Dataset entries

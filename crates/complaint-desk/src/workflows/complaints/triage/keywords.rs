/// Words that suggest danger to residents or property.
pub(crate) const EMERGENCY_KEYWORDS: [&str; 14] = [
    "fire",
    "flood",
    "collapse",
    "danger",
    "emergency",
    "urgent",
    "leak",
    "broken",
    "unsafe",
    "hazard",
    "injury",
    "accident",
    "immediate",
    "severe",
];

/// Words typical of routine maintenance requests.
pub(crate) const MAINTENANCE_KEYWORDS: [&str; 12] = [
    "repair",
    "fix",
    "issue",
    "problem",
    "concern",
    "attention",
    "needed",
    "required",
    "maintenance",
    "service",
    "not working",
    "damaged",
];

/// Fixed vocabulary matched against lower-cased complaint text.
#[derive(Debug, Clone)]
pub struct KeywordSet {
    keywords: Vec<String>,
}

impl KeywordSet {
    pub fn new<I, S>(keywords: I) -> Self
    where
        I: IntoIterator<Item = S>,
        S: AsRef<str>,
    {
        Self {
            keywords: keywords
                .into_iter()
                .map(|keyword| keyword.as_ref().to_lowercase())
                .collect(),
        }
    }

    pub fn emergency() -> Self {
        Self::new(EMERGENCY_KEYWORDS)
    }

    pub fn maintenance() -> Self {
        Self::new(MAINTENANCE_KEYWORDS)
    }

    /// Number of distinct keywords present in `text`. Repeats of the same
    /// keyword count once; matches are plain substrings.
    pub fn count_present(&self, text: &str) -> usize {
        self.keywords
            .iter()
            .filter(|keyword| text.contains(keyword.as_str()))
            .count()
    }

    pub fn present<'a>(&'a self, text: &'a str) -> impl Iterator<Item = &'a str> + 'a {
        self.keywords
            .iter()
            .map(String::as_str)
            .filter(move |keyword| text.contains(keyword))
    }
}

**TASK ITEM**: Which lines of the data hold the string "complaint"? Return each of them.

**WORKED SOLUTION**:
filename crates/complaint-desk/src/workflows/complaints/triage/keywords.rs
/// Fixed vocabulary matched against lower-cased complaint text.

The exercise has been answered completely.